【求助】关于液相荧光检测器氙灯能量的问题

谢谢了各位前辈了

首先，氘灯的能量，跟波长关系比较大，不知道你用的多少波长，氘灯的使用时间一般为2000小时，但正常的话能使用至3000小时，所以，你选好波长后，从仪器操作面板上检查一下样品池和参比池的能量，只看使用时间是不够的。
其次，检查一下流通池，有时候流通池脏了，也能导致检查限很大。
还不行的话，战友们一起讨论吧

谢谢前辈，我的检测波长是：λ_ex为280nm，λ_em为480nm，我看系统检查报告中氘灯的使用情况是124%，只是说明氘灯能量不足吗？还是向您说的也可能是样品池和参比池的能量的问题？如果是流通池脏了该怎么处理呢？
还有一个奇怪的现象，上样品的时候不出峰，反而上流动相的时候会有几个峰，是不是像您说的是因为流通池脏了呢？那为什么样品不出峰呢？

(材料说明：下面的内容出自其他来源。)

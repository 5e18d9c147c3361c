//! Filesystem scans and copies between the main repository and a new worktree.

use anyhow::{Context, Result, anyhow};
use fs_extra::dir as fs_dir;
use fs_extra::file as fs_file;
use ignore::WalkBuilder;
use serde::Deserialize;
use std::fs;
use std::path::{Path, PathBuf};
use tracing::debug;

use crate::git;

const SKIPPED_DIRS: &[&str] = &["node_modules", ".git"];
const PROJECT_SCAN_DEPTH: usize = 3;

/// Lockfiles in priority order.
const LOCKFILES: &[(&str, PackageManager)] = &[
    ("bun.lockb", PackageManager::Bun),
    ("bun.lock", PackageManager::Bun),
    ("pnpm-lock.yaml", PackageManager::Pnpm),
    ("yarn.lock", PackageManager::Yarn),
    ("package-lock.json", PackageManager::Npm),
];

#[derive(Debug, Clone, Copy, Default, PartialEq, Eq)]
pub enum PackageManager {
    Bun,
    Pnpm,
    Yarn,
    #[default]
    Npm,
}

impl PackageManager {
    pub fn program(self) -> &'static str {
        match self {
            PackageManager::Bun => "bun",
            PackageManager::Pnpm => "pnpm",
            PackageManager::Yarn => "yarn",
            PackageManager::Npm => "npm",
        }
    }
}

impl std::fmt::Display for PackageManager {
    fn fmt(&self, f: &mut std::fmt::Formatter<'_>) -> std::fmt::Result {
        f.write_str(self.program())
    }
}

#[derive(Debug, Clone, Copy, PartialEq, Eq)]
pub enum RepoKind {
    Monorepo,
    MultiProject,
    SingleProject,
}

#[derive(Debug, Clone, PartialEq, Eq)]
pub struct Project {
    /// Relative to the repository root; `"."` for the root itself.
    pub relative_path: String,
    pub package_manager: PackageManager,
}

#[derive(Debug, Clone, PartialEq, Eq)]
pub struct RepoStructure {
    pub kind: RepoKind,
    pub projects: Vec<Project>,
}

impl RepoStructure {
    pub fn has_projects(&self) -> bool {
        !self.projects.is_empty()
    }
}

// ── Scans ────────────────────────────────────────────────────────

fn relative(root: &Path, path: &Path) -> Result<String> {
    let rel = path
        .strip_prefix(root)
        .with_context(|| format!("{} is outside {}", path.display(), root.display()))?;
    Ok(rel.to_string_lossy().replace('\\', "/"))
}

fn is_skipped(name: &str) -> bool {
    SKIPPED_DIRS.contains(&name)
}

/// Depth-first walk below `root` that never descends into directories
/// for which `prune` returns true. Symlinks are not followed and no
/// ignore files are consulted.
fn walker(root: &Path, max_depth: Option<usize>, prune: fn(&str) -> bool) -> ignore::Walk {
    WalkBuilder::new(root)
        .standard_filters(false)
        .follow_links(false)
        .max_depth(max_depth)
        .filter_entry(move |entry| {
            entry.depth() == 0
                || !entry.file_type().is_some_and(|t| t.is_dir())
                || !prune(&entry.file_name().to_string_lossy())
        })
        .build()
}

/// Untracked `.env*` files anywhere below `root`, as sorted relative paths.
pub fn find_env_files(root: &Path) -> Result<Vec<String>> {
    let tracked = git::tracked_files(root, "*.env*")?;
    let mut found = Vec::new();
    for entry in walker(root, None, is_skipped) {
        let entry = entry.with_context(|| format!("Failed to scan {}", root.display()))?;
        if entry.file_type().is_some_and(|t| t.is_dir())
            || !entry.file_name().to_string_lossy().starts_with(".env")
        {
            continue;
        }
        let rel = relative(root, entry.path())?;
        if !tracked.contains(&rel) {
            found.push(rel);
        }
    }
    found.sort();
    debug!(count = found.len(), tracked = tracked.len(), "files:env scan");
    Ok(found)
}

/// Gitignored files and directories whose name contains "generated"
/// (case-insensitive). A matched directory is reported as a whole and
/// nothing beneath it is listed separately.
pub fn find_generated_files(root: &Path) -> Result<Vec<String>> {
    let ignored = git::ignored_entries(root)?;
    let mut found: Vec<String> = Vec::new();
    if ignored.is_empty() {
        debug!("files:generated scan, nothing ignored");
        return Ok(found);
    }
    for entry in walker(root, None, is_skipped) {
        let entry = entry.with_context(|| format!("Failed to scan {}", root.display()))?;
        if entry.depth() == 0
            || !entry
                .file_name()
                .to_string_lossy()
                .to_lowercase()
                .contains("generated")
        {
            continue;
        }
        let rel = relative(root, entry.path())?;
        // Parents are yielded before their children.
        let under_found = found
            .iter()
            .any(|dir| rel.strip_prefix(dir.as_str()).is_some_and(|r| r.starts_with('/')));
        if !under_found && git::is_covered_by(&ignored, &rel) {
            found.push(rel);
        }
    }
    found.sort();
    debug!(count = found.len(), "files:generated scan");
    Ok(found)
}

#[derive(Deserialize)]
struct PackageJson {
    workspaces: Option<serde_json::Value>,
}

fn is_monorepo(root: &Path) -> bool {
    if root.join("pnpm-workspace.yaml").exists() || root.join("lerna.json").exists() {
        return true;
    }
    fs::read_to_string(root.join("package.json"))
        .ok()
        .and_then(|s| serde_json::from_str::<PackageJson>(&s).ok())
        .and_then(|p| p.workspaces)
        .is_some_and(|w| w.is_array() || w.is_object())
}

pub fn detect_package_manager(dir: &Path) -> PackageManager {
    LOCKFILES
        .iter()
        .find(|(file, _)| dir.join(file).exists())
        .map(|(_, pm)| *pm)
        .unwrap_or_default()
}

fn is_pruned_for_projects(name: &str) -> bool {
    name.starts_with('.') || matches!(name, "node_modules" | "dist" | "build")
}

/// Directories holding a `package.json`, at most `PROJECT_SCAN_DEPTH`
/// levels below `root`.
fn find_project_dirs(root: &Path) -> Vec<PathBuf> {
    walker(root, Some(PROJECT_SCAN_DEPTH), is_pruned_for_projects)
        .filter_map(|entry| match entry {
            Ok(entry) => Some(entry),
            Err(err) => {
                debug!(error = %err, "files:project scan skipped entry");
                None
            }
        })
        .filter(|entry| entry.file_type().is_some_and(|t| t.is_dir()))
        .filter(|entry| entry.path().join("package.json").is_file())
        .map(|entry| entry.into_path())
        .collect()
}

/// Classify the repository by its JavaScript project layout.
pub fn detect_repo_structure(root: &Path) -> Result<RepoStructure> {
    if is_monorepo(root) {
        return Ok(RepoStructure {
            kind: RepoKind::Monorepo,
            projects: vec![Project {
                relative_path: ".".to_string(),
                package_manager: detect_package_manager(root),
            }],
        });
    }

    let dirs = find_project_dirs(root);
    let mut projects = dirs
        .iter()
        .map(|d| {
            let rel = relative(root, d)?;
            Ok(Project {
                relative_path: if rel.is_empty() { ".".to_string() } else { rel },
                package_manager: detect_package_manager(d),
            })
        })
        .collect::<Result<Vec<_>>>()?;
    projects.sort_by(|a, b| match (a.relative_path == ".", b.relative_path == ".") {
        (true, false) => std::cmp::Ordering::Less,
        (false, true) => std::cmp::Ordering::Greater,
        _ => a.relative_path.cmp(&b.relative_path),
    });

    let kind = if projects.len() > 1 {
        RepoKind::MultiProject
    } else {
        RepoKind::SingleProject
    };
    Ok(RepoStructure { kind, projects })
}

// ── Copies ───────────────────────────────────────────────────────

fn ensure_parent(dest: &Path) -> Result<()> {
    if let Some(parent) = dest.parent() {
        fs::create_dir_all(parent)
            .with_context(|| format!("Failed to create parent directory for {:?}", dest))?;
    }
    Ok(())
}

fn remove_existing(dest: &Path) -> Result<()> {
    // symlink_metadata so an existing link is replaced, not followed
    if let Ok(metadata) = dest.symlink_metadata() {
        if metadata.is_dir() {
            fs::remove_dir_all(dest)
                .with_context(|| format!("Failed to remove existing directory at {:?}", dest))?;
        } else {
            fs::remove_file(dest)
                .with_context(|| format!("Failed to remove existing file at {:?}", dest))?;
        }
    }
    Ok(())
}

/// Link each file in `dest_root` back to its source with a relative symlink.
pub fn symlink_env_files(src_root: &Path, dest_root: &Path, files: &[String]) -> Result<()> {
    for rel in files {
        let source = src_root.join(rel);
        let dest = dest_root.join(rel);
        ensure_parent(&dest)?;
        let dest_parent = dest
            .parent()
            .ok_or_else(|| anyhow!("No parent directory for {:?}", dest))?;
        let target = pathdiff::diff_paths(&source, dest_parent).unwrap_or_else(|| source.clone());
        remove_existing(&dest)?;

        #[cfg(unix)]
        std::os::unix::fs::symlink(&target, &dest)
            .with_context(|| format!("Failed to symlink {:?} to {:?}", target, dest))?;

        #[cfg(windows)]
        std::os::windows::fs::symlink_file(&target, &dest)
            .with_context(|| format!("Failed to symlink {:?} to {:?}", target, dest))?;
    }
    debug!(count = files.len(), "files:env symlinked");
    Ok(())
}

fn copy_file(source: &Path, dest: &Path) -> Result<()> {
    ensure_parent(dest)?;
    remove_existing(dest)?;
    let mut options = fs_file::CopyOptions::new();
    options.overwrite = true;
    fs_file::copy(source, dest, &options)
        .with_context(|| format!("Failed to copy file {:?} to {:?}", source, dest))?;
    Ok(())
}

pub fn copy_env_files(src_root: &Path, dest_root: &Path, files: &[String]) -> Result<()> {
    for rel in files {
        copy_file(&src_root.join(rel), &dest_root.join(rel))?;
    }
    debug!(count = files.len(), "files:env copied");
    Ok(())
}

/// Copy generated files and whole generated directories.
pub fn copy_generated_files(src_root: &Path, dest_root: &Path, items: &[String]) -> Result<()> {
    for rel in items {
        let source = src_root.join(rel);
        let dest = dest_root.join(rel);
        if source.is_dir() {
            fs::create_dir_all(&dest)?;
            let mut options = fs_dir::CopyOptions::new();
            options.overwrite = true;
            options.content_only = true;
            fs_dir::copy(&source, &dest, &options)
                .with_context(|| format!("Failed to copy directory {:?} to {:?}", source, dest))?;
        } else {
            copy_file(&source, &dest)?;
        }
    }
    debug!(count = items.len(), "files:generated copied");
    Ok(())
}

还有样品不是用流动相溶解的，是用乙腈：0.03氢氧化钠溶解的，流动相是乙腈∶0.05mol/L 磷酸(用三乙胺调pH3.0 后加0 . 5 g 庚烷磺酸钠溶解) = 1 8 : 8 2 ( V / V )。

你用的荧光检测器啊，我刚才以为是紫外呢，流通池脏的话，一般要拆下来清洗，你如果以前没拆过，别轻易动手，找卖仪器的来帮你清洗下。至于流动相出峰，原因比较多，只要不干扰你的测定，没必要搞的太清楚。

应助达人

1、做红色标记的地方是实际操作时间与设置参数之间的比值：623/500=124.6%
2、应该还有一项，在楼主的图中没有看到，找一找D2灯能量（220nm时），这个才是看灯能量的。
3、看一下检测器灵敏度的设置或用软件信号放大功能。

谢谢前辈，关键问题是现在上样的时候低浓度下检测不到样品峰，高浓度时才会出峰，单纯进流动相时则出峰，而且保留时间于样品峰非常接近，不知道是不是残留导致的峰，但是为什么上样品有不出峰呢？郁闷

前辈您好，再次谢谢您，你指的“检测器灵敏度的设置或用软件信号放大功能”会对检测的灵敏度产生影响吗？还有上面提到的样品不出峰而流动相出峰的问题您能帮我吗？谢谢您

应助达人

1、会对检测的灵敏度产生影响，灵敏高增加的话，同一样品，在相同浓度，相同进样量下，峰的吸收强度增加。
2、你的样品和色谱条件是什么？你的仪器与文献上的一样的吗？

仪器是一样的，但是柱子不一样文献中用的是Venusil MP C18 (4.6mm × 150mm，5μm)，我用的是SHIMADZU VP-ODS C₁₈（4.6mm×150mm，5μm）。色谱条件为乙腈∶0.05mol/L 磷酸(用三乙胺调pH3.0 后加0 . 5 g 庚烷磺酸钠溶解) = 1 8 : 8 2 ( V / V )；检测波长：ex=280nm，em=480nm；柱温：35℃；流速：1.0ml/min；进样量：2 0μl 。这个跟文献中一样，我做的时候标样在1mg/L的浓度下检测不到峰，而文献的线性范围为5～50μg/kg。另外，进流动相的时候在标样保留时间左右会有一个较高的峰。